● What you will do
Copy, from the material below, each line that contains the word "behavior".

*** Begin section ***

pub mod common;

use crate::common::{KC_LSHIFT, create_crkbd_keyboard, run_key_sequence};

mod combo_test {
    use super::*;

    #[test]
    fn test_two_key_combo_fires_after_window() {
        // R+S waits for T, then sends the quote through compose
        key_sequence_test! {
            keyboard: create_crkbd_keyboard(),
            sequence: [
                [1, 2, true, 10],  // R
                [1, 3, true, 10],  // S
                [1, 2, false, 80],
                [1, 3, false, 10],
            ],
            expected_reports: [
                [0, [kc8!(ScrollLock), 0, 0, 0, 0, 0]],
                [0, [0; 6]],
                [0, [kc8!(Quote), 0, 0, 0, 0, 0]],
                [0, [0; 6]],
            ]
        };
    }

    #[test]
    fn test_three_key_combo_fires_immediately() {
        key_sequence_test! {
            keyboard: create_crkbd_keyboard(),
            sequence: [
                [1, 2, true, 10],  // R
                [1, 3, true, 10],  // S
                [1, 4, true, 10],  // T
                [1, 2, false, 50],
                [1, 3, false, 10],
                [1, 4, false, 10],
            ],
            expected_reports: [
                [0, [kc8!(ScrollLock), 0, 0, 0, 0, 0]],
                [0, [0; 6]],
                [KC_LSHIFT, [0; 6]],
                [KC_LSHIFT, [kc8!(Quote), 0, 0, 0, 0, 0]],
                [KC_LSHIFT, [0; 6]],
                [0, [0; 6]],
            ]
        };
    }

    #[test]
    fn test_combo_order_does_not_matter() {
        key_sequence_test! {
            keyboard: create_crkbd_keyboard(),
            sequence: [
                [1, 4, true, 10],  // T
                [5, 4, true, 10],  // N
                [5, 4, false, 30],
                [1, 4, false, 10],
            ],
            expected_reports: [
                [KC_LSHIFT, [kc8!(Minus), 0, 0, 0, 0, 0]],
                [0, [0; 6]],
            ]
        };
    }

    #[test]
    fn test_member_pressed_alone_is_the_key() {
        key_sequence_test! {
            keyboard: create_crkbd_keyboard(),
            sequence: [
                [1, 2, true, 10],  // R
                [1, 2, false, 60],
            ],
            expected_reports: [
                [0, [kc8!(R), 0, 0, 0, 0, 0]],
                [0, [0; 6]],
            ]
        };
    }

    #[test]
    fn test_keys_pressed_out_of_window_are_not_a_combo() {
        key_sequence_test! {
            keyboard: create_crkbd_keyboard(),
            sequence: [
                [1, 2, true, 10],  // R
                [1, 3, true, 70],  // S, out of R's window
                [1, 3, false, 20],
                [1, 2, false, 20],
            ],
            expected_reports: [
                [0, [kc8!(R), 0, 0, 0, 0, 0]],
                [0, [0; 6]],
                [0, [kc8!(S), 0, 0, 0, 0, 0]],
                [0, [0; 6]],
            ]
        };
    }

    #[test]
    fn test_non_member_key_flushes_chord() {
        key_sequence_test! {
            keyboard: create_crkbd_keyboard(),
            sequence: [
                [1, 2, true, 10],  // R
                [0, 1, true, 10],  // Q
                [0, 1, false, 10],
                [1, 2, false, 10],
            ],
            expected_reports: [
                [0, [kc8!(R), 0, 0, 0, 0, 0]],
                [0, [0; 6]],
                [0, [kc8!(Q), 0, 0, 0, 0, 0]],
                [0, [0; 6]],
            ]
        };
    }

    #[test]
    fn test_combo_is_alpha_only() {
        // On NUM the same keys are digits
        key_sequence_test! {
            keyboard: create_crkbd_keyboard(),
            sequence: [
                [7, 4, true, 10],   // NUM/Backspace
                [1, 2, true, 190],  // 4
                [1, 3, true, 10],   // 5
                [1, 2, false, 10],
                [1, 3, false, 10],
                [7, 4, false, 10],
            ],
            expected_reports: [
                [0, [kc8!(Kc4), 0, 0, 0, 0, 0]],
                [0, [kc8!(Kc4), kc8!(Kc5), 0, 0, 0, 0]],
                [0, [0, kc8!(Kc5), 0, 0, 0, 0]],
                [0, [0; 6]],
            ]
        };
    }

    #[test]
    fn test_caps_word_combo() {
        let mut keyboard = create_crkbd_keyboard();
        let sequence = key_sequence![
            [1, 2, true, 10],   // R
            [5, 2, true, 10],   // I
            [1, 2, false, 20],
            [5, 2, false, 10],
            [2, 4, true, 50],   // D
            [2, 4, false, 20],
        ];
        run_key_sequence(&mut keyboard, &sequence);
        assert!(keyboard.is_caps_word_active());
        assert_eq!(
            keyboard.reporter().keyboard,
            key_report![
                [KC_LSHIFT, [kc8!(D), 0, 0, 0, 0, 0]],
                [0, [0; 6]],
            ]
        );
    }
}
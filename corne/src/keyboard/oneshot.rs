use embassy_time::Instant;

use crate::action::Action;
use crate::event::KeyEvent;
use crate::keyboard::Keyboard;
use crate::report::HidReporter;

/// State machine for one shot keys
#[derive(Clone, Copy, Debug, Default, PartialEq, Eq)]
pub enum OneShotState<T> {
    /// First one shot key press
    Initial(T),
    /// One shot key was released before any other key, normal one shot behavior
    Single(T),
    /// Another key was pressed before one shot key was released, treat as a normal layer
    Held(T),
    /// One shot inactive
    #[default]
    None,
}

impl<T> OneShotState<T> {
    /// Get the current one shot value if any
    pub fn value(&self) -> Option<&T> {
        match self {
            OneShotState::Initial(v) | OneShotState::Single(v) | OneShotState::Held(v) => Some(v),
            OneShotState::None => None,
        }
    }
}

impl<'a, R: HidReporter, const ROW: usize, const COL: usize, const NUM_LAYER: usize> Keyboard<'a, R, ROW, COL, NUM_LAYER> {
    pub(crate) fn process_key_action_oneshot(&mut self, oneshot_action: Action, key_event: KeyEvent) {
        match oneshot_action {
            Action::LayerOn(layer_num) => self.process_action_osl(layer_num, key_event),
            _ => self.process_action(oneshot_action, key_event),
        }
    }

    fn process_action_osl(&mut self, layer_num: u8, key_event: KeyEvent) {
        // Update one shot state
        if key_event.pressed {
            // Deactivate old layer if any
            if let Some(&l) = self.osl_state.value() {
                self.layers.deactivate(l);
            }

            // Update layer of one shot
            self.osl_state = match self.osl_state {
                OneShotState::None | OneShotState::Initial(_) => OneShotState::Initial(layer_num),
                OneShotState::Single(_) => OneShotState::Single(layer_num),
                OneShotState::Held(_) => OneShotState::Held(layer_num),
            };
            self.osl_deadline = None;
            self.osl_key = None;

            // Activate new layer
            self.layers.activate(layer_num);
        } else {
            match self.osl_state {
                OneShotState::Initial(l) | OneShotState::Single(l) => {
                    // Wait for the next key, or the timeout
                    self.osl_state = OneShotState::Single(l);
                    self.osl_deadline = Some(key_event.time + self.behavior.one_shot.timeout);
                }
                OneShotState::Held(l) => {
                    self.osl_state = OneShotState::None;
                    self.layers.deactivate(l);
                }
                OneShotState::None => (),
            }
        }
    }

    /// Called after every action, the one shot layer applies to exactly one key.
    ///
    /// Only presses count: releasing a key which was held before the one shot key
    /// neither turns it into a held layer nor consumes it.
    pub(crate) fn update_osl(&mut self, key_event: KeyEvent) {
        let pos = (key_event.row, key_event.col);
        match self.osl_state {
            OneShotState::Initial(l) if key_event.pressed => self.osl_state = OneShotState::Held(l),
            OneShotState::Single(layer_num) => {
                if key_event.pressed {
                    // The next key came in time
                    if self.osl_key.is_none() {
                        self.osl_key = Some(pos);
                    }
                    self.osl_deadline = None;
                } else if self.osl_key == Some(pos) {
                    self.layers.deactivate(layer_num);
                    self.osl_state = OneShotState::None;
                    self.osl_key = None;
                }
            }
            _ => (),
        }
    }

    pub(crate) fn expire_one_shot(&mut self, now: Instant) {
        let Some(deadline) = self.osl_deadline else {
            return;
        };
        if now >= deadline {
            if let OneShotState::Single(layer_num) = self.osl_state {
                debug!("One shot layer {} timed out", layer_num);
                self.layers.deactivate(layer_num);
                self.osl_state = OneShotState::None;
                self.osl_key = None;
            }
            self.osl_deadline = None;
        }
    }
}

*** End section ***

● Reply to the task
    /// One shot key was released before any other key, normal one shot behavior
                    self.osl_deadline = Some(key_event.time + self.behavior.one_shot.timeout);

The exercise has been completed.